32. Structure of Joints
In freely movable joints, cartilage covers the surfaces where two bones come together.
The joints are surrounded by a fibrous joint capsule that helps hold the bones together while still allowing for movement.

33. Structure of Joints
Ligaments are strips of tough connective tissue that hold bones together in a joint.

34. Structure of Joints
The inner layer of the joint capsule, called the synovial cavity, produces a substance called synovial fluid.
 Synovial fluid reduces friction so the bones can slide over each other smoothly.

35. Structure of Joints
Small sacs of synovial fluid called bursae (singular: bursa) reduce the friction between the bones of a joint and act like tiny shock absorbers (example: knee)

36. Joint Injuries
A common injury among athletes is damage to the anterior cruciate ligament (ACL) of the knee. This ligament is found in the center of the knee between the femur and the tibia.
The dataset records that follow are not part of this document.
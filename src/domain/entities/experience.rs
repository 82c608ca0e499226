use chrono::NaiveDate;
use serde::{Deserialize, Serialize};
use uuid::Uuid;
use validator::{Validate, ValidationError};

use crate::{
    domain::localization::Translatable,
    entities::{
        option_fields::{OptionField, PatchString},
        person::{new_validation_error, validate_not_blank, validate_not_null, validate_required_text},
        translation::ExperienceTranslation,
    },
    utils::markdown::sanitize_rich_text,
};

#[derive(Debug, Clone, Serialize, Deserialize, sqlx::FromRow)]
pub struct Experience {
    pub id: Uuid,
    pub person_id: Uuid,
    pub company: String,
    pub position: String,
    pub start_date: NaiveDate,
    pub end_date: Option<NaiveDate>,
    pub is_current: bool,
    pub description: String,
}

#[derive(Debug, Clone, Copy, PartialEq, Eq)]
pub enum ExperienceField {
    Position,
    Company,
    Description,
}

impl Translatable for Experience {
    type Field = ExperienceField;
    type Translation = ExperienceTranslation;

    fn id(&self) -> Uuid {
        self.id
    }

    fn source_value(&self, field: ExperienceField) -> &str {
        match field {
            ExperienceField::Position => &self.position,
            ExperienceField::Company => &self.company,
            ExperienceField::Description => &self.description,
        }
    }
}

#[derive(Debug, Clone)]
pub struct ExperienceInsert {
    pub person_id: Uuid,
    pub company: String,
    pub position: String,
    pub start_date: NaiveDate,
    pub end_date: Option<NaiveDate>,
    pub is_current: bool,
    pub description: String,
}

#[derive(Debug, Clone, Serialize, Deserialize, Validate)]
#[validate(schema(function = "validate_experience_dates"))]
pub struct NewExperienceRequest {
    #[validate(
        length(min = 1, max = 200, message = "Company is required"),
        custom(function = "validate_not_blank")
    )]
    pub company: String,

    #[validate(
        length(min = 1, max = 200, message = "Position is required"),
        custom(function = "validate_not_blank")
    )]
    pub position: String,

    pub start_date: NaiveDate,
    pub end_date: Option<NaiveDate>,

    #[serde(default)]
    pub is_current: bool,

    #[validate(
        length(min = 1, message = "Description cannot be empty"),
        custom(function = "validate_not_blank")
    )]
    pub description: String,
}

impl NewExperienceRequest {
    pub fn prepare_for_insert(self, person_id: Uuid) -> ExperienceInsert {
        ExperienceInsert {
            person_id,
            company: self.company.trim().to_string(),
            position: self.position.trim().to_string(),
            start_date: self.start_date,
            end_date: if self.is_current { None } else { self.end_date },
            is_current: self.is_current,
            description: sanitize_rich_text(&self.description),
        }
    }
}

#[derive(Debug, Clone, Default, Deserialize, Validate)]
#[serde(default)]
pub struct UpdateExperienceRequest {
    #[validate(length(min = 1, max = 200), custom(function = "validate_required_text"))]
    pub company: PatchString,

    #[validate(length(min = 1, max = 200), custom(function = "validate_required_text"))]
    pub position: PatchString,

    #[validate(custom(function = "validate_not_null"))]
    pub start_date: OptionField<NaiveDate>,

    pub end_date: OptionField<NaiveDate>,

    #[validate(custom(function = "validate_not_null"))]
    pub is_current: OptionField<bool>,

    #[validate(length(min = 1), custom(function = "validate_required_text"))]
    pub description: PatchString,
}

impl UpdateExperienceRequest {
    pub fn sanitized(mut self) -> Self {
        self.description = self.description.map_value(|d| sanitize_rich_text(&d));
        self
    }

    /// Applies the patch to `experience`. A current job never keeps an end date.
    pub fn apply(&self, experience: &mut Experience) -> Result<(), ValidationError> {
        self.company.apply_required(&mut experience.company);
        self.position.apply_required(&mut experience.position);
        self.start_date.apply_required(&mut experience.start_date);
        self.end_date.apply_to(&mut experience.end_date);
        self.is_current.apply_required(&mut experience.is_current);
        self.description.apply_required(&mut experience.description);

        if experience.is_current {
            experience.end_date = None;
        }
        validate_date_range(experience.start_date, experience.end_date)
    }
}

fn validate_experience_dates(request: &NewExperienceRequest) -> Result<(), ValidationError> {
    validate_date_range(request.start_date, request.end_date)
}

pub(crate) fn validate_date_range(start: NaiveDate, end: Option<NaiveDate>) -> Result<(), ValidationError> {
    match end {
        Some(end) if end < start => Err(new_validation_error(
            "end_before_start",
            "End date cannot be before start date",
        )),
        _ => Ok(()),
    }
}

#[cfg(test)]
mod tests {
    use super::*;

    fn request() -> NewExperienceRequest {
        NewExperienceRequest {
            company: " Snapp ".into(),
            position: "Python Developer".into(),
            start_date: NaiveDate::from_ymd_opt(2020, 1, 1).unwrap(),
            end_date: Some(NaiveDate::from_ymd_opt(2022, 6, 1).unwrap()),
            is_current: false,
            description: "APIs".into(),
        }
    }

    #[test]
    fn end_date_before_start_is_rejected() {
        let mut bad = request();
        bad.end_date = Some(NaiveDate::from_ymd_opt(2019, 1, 1).unwrap());
        assert!(bad.validate().is_err());
        assert!(request().validate().is_ok());
    }

    #[test]
    fn current_job_drops_end_date() {
        let mut current = request();
        current.is_current = true;

        let insert = current.prepare_for_insert(Uuid::new_v4());
        assert_eq!(insert.end_date, None);
        assert_eq!(insert.company, "Snapp");
    }

    #[test]
    fn patch_marking_current_clears_end_date() {
        let mut experience = Experience {
            id: Uuid::new_v4(),
            person_id: Uuid::new_v4(),
            company: "Snapp".into(),
            position: "Developer".into(),
            start_date: NaiveDate::from_ymd_opt(2020, 1, 1).unwrap(),
            end_date: Some(NaiveDate::from_ymd_opt(2021, 1, 1).unwrap()),
            is_current: false,
            description: "APIs".into(),
        };
        let patch: UpdateExperienceRequest =
            serde_json::from_str(r#"{"is_current": true, "position": "Lead"}"#).unwrap();

        patch.apply(&mut experience).unwrap();
        assert!(experience.is_current);
        assert_eq!(experience.end_date, None);
        assert_eq!(experience.position, "Lead");
        assert_eq!(experience.company, "Snapp");
    }

    #[test]
    fn patch_moving_start_after_end_is_rejected() {
        let mut experience = Experience {
            id: Uuid::new_v4(),
            person_id: Uuid::new_v4(),
            company: "Snapp".into(),
            position: "Developer".into(),
            start_date: NaiveDate::from_ymd_opt(2020, 1, 1).unwrap(),
            end_date: Some(NaiveDate::from_ymd_opt(2021, 1, 1).unwrap()),
            is_current: false,
            description: "APIs".into(),
        };
        let patch: UpdateExperienceRequest = serde_json::from_str(r#"{"start_date": "2022-01-01"}"#).unwrap();

        assert!(patch.apply(&mut experience).is_err());
    }
}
It is common in sports like basketball and soccer.

37. Joint Injuries
Excessive strain on a joint can cause inflammation -a response in which excess fluid causes swelling, pain, heat, and redness.

38. Joint Injuries
Wear and tear over the years often leads to osteoarthritis, which develops as the cartilage begins to break down in joints that are used frequently (ex: fingers, knees, hips, and spine).
These joints become painful and stiff as the bones start to rub together.